**ABOUT THIS EXERCISE**
Starting with the line that contains "Value::Number(n.into())" and stopping after the line that contains "fn eq(&self, other: &Self)", return each line below exactly as written, with no others.

**DATA IN THIS EXERCISE**
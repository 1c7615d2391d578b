use std::ops::Add;

use crate::query::{
    ident::{HasAddIdent, Times},
    Counted, MaxQuery, MinQuery, Query, SumQuery,
};

/// モノイド`Q`の要素`T`に左から作用する作用素`U`のモノイド。
///
/// 以下を満たさなければならない。これらは実行時には検査されない。
///
/// * `apply(&ident(), x) == x`
/// * `apply(&composite(f, g), x) == apply(f, &apply(g, x))`
/// * `apply(f, query(x, y)) == query(apply(f, x), apply(f, y))`
pub trait LeftOperator<Q, T, U>
where
    Q: Query<T>,
{
    fn ident(&self) -> U;

    /// `g`を作用させた後に`f`を作用させる作用素を返す。
    fn composite(&self, f: &U, g: &U) -> U;

    /// `x`に`f`を作用させた結果を返す。
    ///
    /// # Note
    /// `x`はある`x_1, x_2, ..., x_n`について、`query(x_1, query(x_2, ..., query(x_{n-1}, x_n)))`の結果であり、
    /// この関数は`query(apply(f, x_1), query(apply(f, x_2), ..., query(apply(f, x_{n-1}), apply(f, x_n))))`を返すべきであることに注意する。
    fn apply(&self, f: &U, x: &T) -> T;

    /// `f`が単位元であることが分かる場合に`true`を返す。
    ///
    /// `false`を返しても正しさには影響しない。単位元の伝搬を省略できなくなるだけである。
    fn is_ident(&self, _f: &U) -> bool {
        false
    }
}

/// 区間に定数を加算する作用。
#[derive(Clone, Copy, Debug, Default)]
pub struct AddOperator;

macro_rules! impl_add_operator_for_order_query {
    ($($q:ty),* $(,)?) => {
        $(impl<T> LeftOperator<$q, T, T> for AddOperator
        where
            $q: Query<T>,
            T: Clone + Add<Output = T> + HasAddIdent + PartialEq,
        {
            fn ident(&self) -> T {
                T::IDENT
            }
            fn composite(&self, f: &T, g: &T) -> T {
                f.clone() + g.clone()
            }
            fn apply(&self, f: &T, x: &T) -> T {
                x.clone() + f.clone()
            }
            fn is_ident(&self, f: &T) -> bool {
                *f == T::IDENT
            }
        })*
    };
}

impl_add_operator_for_order_query!(MinQuery, MaxQuery);

impl<T> LeftOperator<SumQuery, Counted<T>, T> for AddOperator
where
    SumQuery: Query<Counted<T>>,
    T: Clone + Times + Add<Output = T> + HasAddIdent + PartialEq,
{
    fn ident(&self) -> T {
        T::IDENT
    }
    fn composite(&self, f: &T, g: &T) -> T {
        f.clone() + g.clone()
    }
    fn apply(&self, f: &T, x: &Counted<T>) -> Counted<T> {
        Counted {
            value: x.value.add_times(f, x.len),
            len: x.len,
        }
    }
    fn is_ident(&self, f: &T) -> bool {
        *f == T::IDENT
    }
}

/// 区間を一つの値で上書きする作用。`None`が単位元。
#[derive(Clone, Copy, Debug, Default)]
pub struct Update;

macro_rules! impl_update_for_order_query {
    ($($q:ty),* $(,)?) => {
        $(impl<T> LeftOperator<$q, T, Option<T>> for Update
        where
            $q: Query<T>,
            T: Clone,
        {
            fn ident(&self) -> Option<T> {
                None
            }
            fn composite(&self, f: &Option<T>, g: &Option<T>) -> Option<T> {
                f.as_ref().or(g.as_ref()).cloned()
            }
            fn apply(&self, f: &Option<T>, x: &T) -> T {
                match f {
                    Some(f) => f.clone(),
                    None => x.clone(),
                }
            }
            fn is_ident(&self, f: &Option<T>) -> bool {
                f.is_none()
            }
        })*
    };
}

impl_update_for_order_query!(MinQuery, MaxQuery);

impl<T> LeftOperator<SumQuery, Counted<T>, Option<T>> for Update
where
    SumQuery: Query<Counted<T>>,
    T: Clone + Times,
{
    fn ident(&self) -> Option<T> {
        None
    }
    fn composite(&self, f: &Option<T>, g: &Option<T>) -> Option<T> {
        f.as_ref().or(g.as_ref()).cloned()
    }
    fn apply(&self, f: &Option<T>, x: &Counted<T>) -> Counted<T> {
        match f {
            Some(f) => Counted {
                value: f.times(x.len),
                len: x.len,
            },
            None => x.clone(),
        }
    }
    fn is_ident(&self, f: &Option<T>) -> bool {
        f.is_none()
    }
}

/// 任意の合成・作用の関数と単位元からなる作用。
///
/// `composite(f, g)`は`g`の後に`f`を作用させる作用素、`apply(f, x)`は`x`に`f`を作用させた値を返す関数とする。
#[derive(Clone, Copy, Debug)]
pub struct FnOperator<C, A, U> {
    composite: C,
    apply: A,
    ident: U,
}

impl<C, A, U> FnOperator<C, A, U> {
    pub fn new(composite: C, apply: A, ident: U) -> Self {
        Self {
            composite,
            apply,
            ident,
        }
    }
}

impl<Q, T, U, C, A> LeftOperator<Q, T, U> for FnOperator<C, A, U>
where
    Q: Query<T>,
    U: Clone + PartialEq,
    C: Fn(&U, &U) -> U,
    A: Fn(&U, &T) -> T,
{
    fn ident(&self) -> U {
        self.ident.clone()
    }
    fn composite(&self, f: &U, g: &U) -> U {
        (self.composite)(f, g)
    }
    fn apply(&self, f: &U, x: &T) -> T {
        (self.apply)(f, x)
    }
    fn is_ident(&self, f: &U) -> bool {
        *f == self.ident
    }
}

#[cfg(test)]
mod tests {
    use super::*;

    #[test]
    fn test_add_operator() {
        let op = AddOperator;
        let f = LeftOperator::<MinQuery, i32, i32>::composite(&op, &3, &-5);
        assert_eq!(f, -2);
        assert_eq!(LeftOperator::<MinQuery, i32, i32>::apply(&op, &f, &10), 8);
        assert!(LeftOperator::<MaxQuery, i32, i32>::is_ident(&op, &0));

        let x = Counted { value: 10u64, len: 4 };
        assert_eq!(
            LeftOperator::<SumQuery, _, u64>::apply(&op, &3, &x),
            Counted { value: 22, len: 4 }
        );
    }

    #[test]
    fn test_add_operator_narrow_type() {
        let op = AddOperator;
        // 要素数 128 は i8 に収まらないが、作用後の和 64 は収まる
        let x = Counted { value: -64i8, len: 128 };
        assert_eq!(
            LeftOperator::<SumQuery, _, i8>::apply(&op, &1, &x),
            Counted { value: 64, len: 128 }
        );
        let x = Counted { value: 5u8, len: 1000 };
        assert_eq!(
            LeftOperator::<SumQuery, _, u8>::apply(&op, &0, &x),
            Counted { value: 5, len: 1000 }
        );

        let mut segtree = (0..200)
            .map(|i| Counted::new(if i % 2 == 0 { -1i8 } else { 0 }))
            .collect::<crate::LazySegTree<SumQuery, AddOperator, _, i8>>();
        assert_eq!(segtree.all_prod().value, -100);
        segtree.apply_range(.., 1).unwrap();
        assert_eq!(segtree.all_prod().value, 100);
        assert_eq!(segtree.prod(..128).unwrap().value, 64);
        assert_eq!(segtree.prod(..199).unwrap().value, 99);
        assert_eq!(segtree.get(0).unwrap().value, 0);
        assert_eq!(segtree.get(199).unwrap().value, 1);
    }

    #[test]
    fn test_update() {
        let op = Update;
        let f = LeftOperator::<MaxQuery, i32, _>::composite(&op, &Some(1), &Some(2));
        assert_eq!(f, Some(1));
        let f = LeftOperator::<MaxQuery, i32, _>::composite(&op, &None, &Some(2));
        assert_eq!(f, Some(2));
        assert_eq!(LeftOperator::<MaxQuery, i32, _>::apply(&op, &None, &5), 5);
        assert_eq!(LeftOperator::<MaxQuery, i32, _>::apply(&op, &Some(7), &5), 7);

        let x = Counted { value: 10i64, len: 3 };
        assert_eq!(
            LeftOperator::<SumQuery, _, _>::apply(&op, &Some(-2i64), &x),
            Counted { value: -6, len: 3 }
        );
    }

    #[test]
    fn test_fn_operator() {
        // 一次関数 x -> a * x + b の合成は非可換
        let op = FnOperator::new(
            |f: &(i64, i64), g: &(i64, i64)| (f.0 * g.0, f.0 * g.1 + f.1),
            |f: &(i64, i64), x: &i64| f.0 * x + f.1,
            (1, 0),
        );
        let f = (2, 3);
        let g = (5, 7);
        let fg = LeftOperator::<MinQuery, i64, _>::composite(&op, &f, &g);
        assert_eq!(
            LeftOperator::<MinQuery, i64, _>::apply(&op, &fg, &1),
            LeftOperator::<MinQuery, i64, _>::apply(
                &op,
                &f,
                &LeftOperator::<MinQuery, i64, _>::apply(&op, &g, &1)
            )
        );
        assert_eq!(LeftOperator::<MinQuery, i64, _>::apply(&op, &fg, &1), 27);
        assert!(LeftOperator::<MinQuery, i64, _>::is_ident(&op, &(1, 0)));
        assert!(!LeftOperator::<MinQuery, i64, _>::is_ident(&op, &fg));
    }
}
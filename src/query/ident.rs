pub trait HasAddIdent {
    const IDENT: Self;
}

pub trait HasMin {
    const MIN: Self;
}

pub trait HasMax {
    const MAX: Self;
}

/// 同じ値を`n`個足し合わせる。区間加算・区間代入を和の区間に作用させるのに使う。
///
/// 整数型では`2^BITS`を法として計算するので、`n`が型に収まらなくても最終的な結果が型に収まる限り正しい値を返す。
pub trait Times: Sized {
    /// `self`を`n`個足した値を返す。
    fn times(&self, n: usize) -> Self;

    /// `self`に`f`を`n`個足した値を返す。
    fn add_times(&self, f: &Self, n: usize) -> Self;
}

macro_rules! impl_ident_num {
    ($($t:ty),* $(,)?) => {
        $(impl HasAddIdent for $t {
            const IDENT: Self = 0;
        }

        impl HasMin for $t {
            const MIN: Self = <$t>::MIN;
        }

        impl HasMax for $t {
            const MAX: Self = <$t>::MAX;
        }

        impl Times for $t {
            fn times(&self, n: usize) -> Self {
                // `as`による切り捨ては`2^BITS`を法とした剰余を取るのと同じ
                self.wrapping_mul(n as $t)
            }
            fn add_times(&self, f: &Self, n: usize) -> Self {
                self.wrapping_add(f.times(n))
            }
        })*
    };
}

impl_ident_num!(u8, u16, u32, u64, u128, usize, i8, i16, i32, i64, i128, isize);
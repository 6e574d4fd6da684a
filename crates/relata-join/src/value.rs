//! Values, variables, and the terms that mention them.

use std::cmp::Ordering;
use std::fmt;
use std::hash::{Hash, Hasher};

use serde::{Deserialize, Serialize};

// ============================================================================
// Value
// ============================================================================

/// A bound value: what facts store and what computed relations produce.
///
/// Numbers are totally ordered (`-0.0` is folded into `0.0`) so values can
/// key indexes and candidate sets.
#[derive(Debug, Clone, Serialize, Deserialize)]
pub enum Value {
    Text(String),
    Number(f64),
    Bool(bool),
}

impl Value {
    pub fn text(s: impl Into<String>) -> Self {
        Value::Text(s.into())
    }

    pub fn number(n: impl Into<f64>) -> Self {
        Value::Number(n.into())
    }

    pub fn as_text(&self) -> Option<&str> {
        match self {
            Value::Text(s) => Some(s),
            _ => None,
        }
    }

    pub fn as_number(&self) -> Option<f64> {
        match self {
            Value::Number(n) => Some(*n),
            _ => None,
        }
    }

    /// An integral, finite number usable as a character offset.
    pub fn as_index(&self) -> Option<i64> {
        let n = self.as_number()?;
        if n.is_finite() && n.fract() == 0.0 && n.abs() < (i64::MAX as f64) {
            Some(n as i64)
        } else {
            None
        }
    }

    /// Values are "truthy" the way flag arguments expect: only `true`, a
    /// non-zero number, or non-empty text count.
    pub fn is_truthy(&self) -> bool {
        match self {
            Value::Bool(b) => *b,
            Value::Number(n) => *n != 0.0 && !n.is_nan(),
            Value::Text(s) => !s.is_empty(),
        }
    }

    fn rank(&self) -> u8 {
        match self {
            Value::Text(_) => 0,
            Value::Number(_) => 1,
            Value::Bool(_) => 2,
        }
    }

    fn number_bits(n: f64) -> u64 {
        if n == 0.0 {
            0.0f64.to_bits()
        } else {
            n.to_bits()
        }
    }
}

impl PartialEq for Value {
    fn eq(&self, other: &Self) -> bool {
        self.cmp(other) == Ordering::Equal
    }
}

impl Eq for Value {}

impl PartialOrd for Value {
    fn partial_cmp(&self, other: &Self) -> Option<Ordering> {
        Some(self.cmp(other))
    }
}

impl Ord for Value {
    fn cmp(&self, other: &Self) -> Ordering {
        match (self, other) {
            (Value::Text(a), Value::Text(b)) => a.cmp(b),
            (Value::Number(a), Value::Number(b)) => {
                let a = if *a == 0.0 { 0.0 } else { *a };
                let b = if *b == 0.0 { 0.0 } else { *b };
                a.total_cmp(&b)
            }
            (Value::Bool(a), Value::Bool(b)) => a.cmp(b),
            _ => self.rank().cmp(&other.rank()),
        }
    }
}

impl Hash for Value {
    fn hash<H: Hasher>(&self, state: &mut H) {
        self.rank().hash(state);
        match self {
            Value::Text(s) => s.hash(state),
            Value::Number(n) => Value::number_bits(*n).hash(state),
            Value::Bool(b) => b.hash(state),
        }
    }
}

impl fmt::Display for Value {
    fn fmt(&self, f: &mut fmt::Formatter<'_>) -> fmt::Result {
        match self {
            Value::Text(s) => f.write_str(s),
            Value::Number(n) => write!(f, "{}", format_number(*n)),
            Value::Bool(b) => write!(f, "{b}"),
        }
    }
}

/// Integral numbers render without a fractional part (`3`, not `3.0`).
pub fn format_number(n: f64) -> String {
    if n.is_finite() && n.fract() == 0.0 {
        format!("{:.0}", if n == 0.0 { 0.0 } else { n })
    } else {
        format!("{n}")
    }
}

impl From<&str> for Value {
    fn from(s: &str) -> Self {
        Value::Text(s.to_string())
    }
}

impl From<String> for Value {
    fn from(s: String) -> Self {
        Value::Text(s)
    }
}

impl From<f64> for Value {
    fn from(n: f64) -> Self {
        Value::Number(n)
    }
}

impl From<i64> for Value {
    fn from(n: i64) -> Self {
        Value::Number(n as f64)
    }
}

impl From<i32> for Value {
    fn from(n: i32) -> Self {
        Value::Number(f64::from(n))
    }
}

impl From<usize> for Value {
    fn from(n: usize) -> Self {
        Value::Number(n as f64)
    }
}

impl From<bool> for Value {
    fn from(b: bool) -> Self {
        Value::Bool(b)
    }
}

// ============================================================================
// Variables and terms
// ============================================================================

/// A slot in the query's global variable order.
#[derive(Debug, Clone, Copy, PartialEq, Eq, PartialOrd, Ord, Hash, Serialize, Deserialize)]
#[repr(transparent)]
pub struct Variable(usize);

impl Variable {
    pub const fn new(position: usize) -> Self {
        Self(position)
    }

    pub const fn index(self) -> usize {
        self.0
    }

    /// Bound once the search depth has moved past this slot.
    pub const fn is_bound_at(self, depth: usize) -> bool {
        self.0 < depth
    }
}

impl fmt::Display for Variable {
    fn fmt(&self, f: &mut fmt::Formatter<'_>) -> fmt::Result {
        write!(f, "?v{}", self.0)
    }
}

/// A constraint slot: either a query variable or a literal.
#[derive(Debug, Clone, PartialEq, Eq, Hash, Serialize, Deserialize)]
pub enum Term {
    Var(Variable),
    Const(Value),
}

impl Term {
    pub fn var(position: usize) -> Self {
        Term::Var(Variable::new(position))
    }

    pub fn constant(value: impl Into<Value>) -> Self {
        Term::Const(value.into())
    }

    pub fn variable(&self) -> Option<Variable> {
        match self {
            Term::Var(v) => Some(*v),
            Term::Const(_) => None,
        }
    }

    pub fn is_bound_at(&self, depth: usize) -> bool {
        match self {
            Term::Var(v) => v.is_bound_at(depth),
            Term::Const(_) => true,
        }
    }
}

impl fmt::Display for Term {
    fn fmt(&self, f: &mut fmt::Formatter<'_>) -> fmt::Result {
        match self {
            Term::Var(v) => write!(f, "{v}"),
            Term::Const(Value::Text(s)) => write!(f, "{s:?}"),
            Term::Const(value) => write!(f, "{value}"),
        }
    }
}

impl From<Value> for Term {
    fn from(value: Value) -> Self {
        Term::Const(value)
    }
}

impl From<Variable> for Term {
    fn from(v: Variable) -> Self {
        Term::Var(v)
    }
}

**OUTPUT FOR THIS TASK**
        Value::Number(n.into())
    }

    pub fn as_text(&self) -> Option<&str> {
        match self {
            Value::Text(s) => Some(s),
            _ => None,
        }
    }

    pub fn as_number(&self) -> Option<f64> {
        match self {
            Value::Number(n) => Some(*n),
            _ => None,
        }
    }

    /// An integral, finite number usable as a character offset.
    pub fn as_index(&self) -> Option<i64> {
        let n = self.as_number()?;
        if n.is_finite() && n.fract() == 0.0 && n.abs() < (i64::MAX as f64) {
            Some(n as i64)
        } else {
            None
        }
    }

    /// Values are "truthy" the way flag arguments expect: only `true`, a
    /// non-zero number, or non-empty text count.
    pub fn is_truthy(&self) -> bool {
        match self {
            Value::Bool(b) => *b,
            Value::Number(n) => *n != 0.0 && !n.is_nan(),
            Value::Text(s) => !s.is_empty(),
        }
    }

    fn rank(&self) -> u8 {
        match self {
            Value::Text(_) => 0,
            Value::Number(_) => 1,
            Value::Bool(_) => 2,
        }
    }

    fn number_bits(n: f64) -> u64 {
        if n == 0.0 {
            0.0f64.to_bits()
        } else {
            n.to_bits()
        }
    }
}

impl PartialEq for Value {
    fn eq(&self, other: &Self) -> bool {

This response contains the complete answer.